Murder on the Thirty-First Floor
Page 14
‘No.’
‘I can’t explain everything. It would take us too far. It’s conceivable you’ve forgotten the meaning of the terms I’m using, but you must have heard them at some time. Consequently, you’ll gradually start to understand their implications and see the whole picture.’
Jensen put down his pen and listened.
‘As I told you before, I became an arts correspondent, initially because I didn’t think I had it in me to be an author. I wasn’t good enough, to put it simply, even though writing was vitally important to me. It was almost my only passion.’
He paused. Light rain pattered on the windows.
‘I worked as an arts editor on a privately owned newspaper for many years. Its pages not only provided information about art, literature, music and so on, they also left room for debate. For me, as for some other people, the debate was perhaps the most important element. It was broad in its scope, spanning virtually every aspect of society. It was often sharply critical, and not all the views expressed and points made were thoroughly thought through, not by any means.’
Jensen started to move.
‘Stop,’ said the man, and held up his right hand. ‘I think I know what you’re going to say. Yes, that’s right, it did disturb people, and quite often dismayed or disappointed them, made them angry or frightened. It didn’t try to placate anybody, be they institutions, ideas or individuals. We, that’s to say I and a few others, thought that was only right.’

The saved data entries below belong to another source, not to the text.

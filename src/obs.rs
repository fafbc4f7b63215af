//! Optional observability helpers for session handling.
//!
//! # Feature Flags
//!
//! - Enable `tracing` to emit spans named `retail_bi_client.session` carrying `op`, `stage`, and
//!   the last recorded `outcome`, plus warning events when a refresh ends the session.
//! - Enable `metrics` to increment the `retail_bi_client_session_total` counter, labeled by `op`
//!   and `outcome`, and to sample the `retail_bi_client_refresh_waiters` histogram each time a
//!   refresh settles its queue.

mod metrics;
mod tracing;

pub use metrics::*;
pub use tracing::*;

// self
use crate::_prelude::*;

/// Session operations observed by the client.
#[derive(Clone, Copy, Debug, PartialEq, Eq, Hash)]
pub enum SessionOp {
	/// Username/password login.
	Login,
	/// Refresh-token exchange after a 401.
	Refresh,
	/// Replay of a request that hit a 401.
	Replay,
	/// Credential wipe plus redirect.
	Logout,
	/// One dashboard poll.
	Poll,
}
impl SessionOp {
	/// Returns a stable label suitable for span or metric fields.
	pub const fn as_str(self) -> &'static str {
		match self {
			SessionOp::Login => "login",
			SessionOp::Refresh => "refresh",
			SessionOp::Replay => "replay",
			SessionOp::Logout => "logout",
			SessionOp::Poll => "poll",
		}
	}
}
impl Display for SessionOp {
	fn fmt(&self, f: &mut Formatter) -> FmtResult {
		f.write_str(self.as_str())
	}
}

/// Outcome labels recorded for each operation.
#[derive(Clone, Copy, Debug, PartialEq, Eq, Hash)]
pub enum SessionOutcome {
	/// Entry to a client helper.
	Attempt,
	/// Successful completion.
	Success,
	/// Failure propagated back to the caller.
	Failure,
	/// Parked behind a refresh that another request started.
	Queued,
}
impl SessionOutcome {
	/// Returns a stable label suitable for span or metric fields.
	pub const fn as_str(self) -> &'static str {
		match self {
			SessionOutcome::Attempt => "attempt",
			SessionOutcome::Success => "success",
			SessionOutcome::Failure => "failure",
			SessionOutcome::Queued => "queued",
		}
	}
}
impl Display for SessionOutcome {
	fn fmt(&self, f: &mut Formatter) -> FmtResult {
		f.write_str(self.as_str())
	}
}
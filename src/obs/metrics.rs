// self
use crate::obs::{SessionOp, SessionOutcome};

/// Increments `retail_bi_client_session_total{op, outcome}` when the `metrics` feature is on.
pub fn record_session_outcome(op: SessionOp, outcome: SessionOutcome) {
	#[cfg(feature = "metrics")]
	metrics::counter!(
		"retail_bi_client_session_total",
		"op" => op.as_str(),
		"outcome" => outcome.as_str()
	)
	.increment(1);
	#[cfg(not(feature = "metrics"))]
	let _ = (op, outcome);
}

/// Samples how many requests received the outcome of one refresh exchange.
pub fn record_refresh_waiters(waiters: usize) {
	#[cfg(feature = "metrics")]
	metrics::histogram!("retail_bi_client_refresh_waiters").record(waiters as f64);
	#[cfg(not(feature = "metrics"))]
	let _ = waiters;
}
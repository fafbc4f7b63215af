//! Typed builder for request paths below a [`Resource`] root.

// self
use crate::{_prelude::*, api::Resource};

/// Error returned when a path segment would escape or corrupt the route.
#[derive(Clone, Debug, PartialEq, Eq, ThisError)]
pub enum PathError {
	/// Empty segments would collapse into `//`.
	#[error("Path segments cannot be empty.")]
	Empty,
	/// The segment contains a separator, whitespace, or query delimiter.
	#[error("Path segment `{segment}` contains a reserved character.")]
	ReservedCharacter {
		/// Offending segment.
		segment: String,
	},
	/// `.` and `..` would change the target resource.
	#[error("Path segment `{segment}` is a relative reference.")]
	DotSegment {
		/// Offending segment.
		segment: String,
	},
}

/// Relative API path such as `/admin/users/42`, resolved against the API prefix on send.
#[derive(Clone, Debug, PartialEq, Eq, Hash)]
pub struct ApiPath {
	resource: Resource,
	segments: Vec<String>,
}
impl ApiPath {
	/// Starts a path at the resource root.
	pub fn new(resource: Resource) -> Self {
		Self { resource, segments: Vec::new() }
	}

	/// Appends one validated segment.
	pub fn segment(mut self, segment: impl Display) -> Result<Self, PathError> {
		let segment = segment.to_string();

		validate_segment(&segment)?;
		self.segments.push(segment);

		Ok(self)
	}

	/// Resource root of the path.
	pub fn resource(&self) -> Resource {
		self.resource
	}
}
impl Display for ApiPath {
	fn fmt(&self, f: &mut Formatter) -> FmtResult {
		write!(f, "/{}", self.resource)?;

		for segment in &self.segments {
			write!(f, "/{segment}")?;
		}

		Ok(())
	}
}
impl From<Resource> for ApiPath {
	fn from(resource: Resource) -> Self {
		Self::new(resource)
	}
}

fn validate_segment(segment: &str) -> Result<(), PathError> {
	if segment.is_empty() {
		return Err(PathError::Empty);
	}
	if segment == "." || segment == ".." {
		return Err(PathError::DotSegment { segment: segment.into() });
	}
	if segment.chars().any(|c| c.is_whitespace() || matches!(c, '/' | '\\' | '?' | '#' | '%')) {
		return Err(PathError::ReservedCharacter { segment: segment.into() });
	}

	Ok(())
}

#[cfg(test)]
mod tests {
	// self
	use super::*;

	#[test]
	fn segments_render_below_resource() {
		let path = ApiPath::new(Resource::Admin)
			.segment("users")
			.and_then(|path| path.segment(42))
			.expect("Valid segments should be accepted.");

		assert_eq!(path.to_string(), "/admin/users/42");
		assert_eq!(ApiPath::from(Resource::Rupturas).to_string(), "/rupturas");
	}

	#[test]
	fn unsafe_segments_are_rejected() {
		let root = ApiPath::new(Resource::Reports);

		assert_eq!(root.clone().segment(""), Err(PathError::Empty));
		assert!(matches!(root.clone().segment(".."), Err(PathError::DotSegment { .. })));
		assert!(matches!(
			root.clone().segment("a/b"),
			Err(PathError::ReservedCharacter { .. })
		));
		assert!(matches!(root.segment("x?y=1"), Err(PathError::ReservedCharacter { .. })));
	}
}
//! Session credential models exchanged with the authentication endpoints.

pub mod pair;
pub mod secret;

pub use pair::*;
pub use secret::*;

Jensen carried through his move, checking the time. 19.45.
‘It’s claimed,’ the man said thoughtfully, ‘that criticism and violent attacks would on occasion hit a person so hard that they took their own life.’
He lapsed into silence for a moment. The rain could still be heard.
‘Some of us were called cultural radicals, but we were all radical of course, whether our newspapers were privately owned or socialist. That didn’t dawn on me until later, though. But then, politics wasn’t something I took a major interest in. Besides, I mistrusted our politicians. Their qualifications often seemed inadequate to me, on both a human and an educational level.’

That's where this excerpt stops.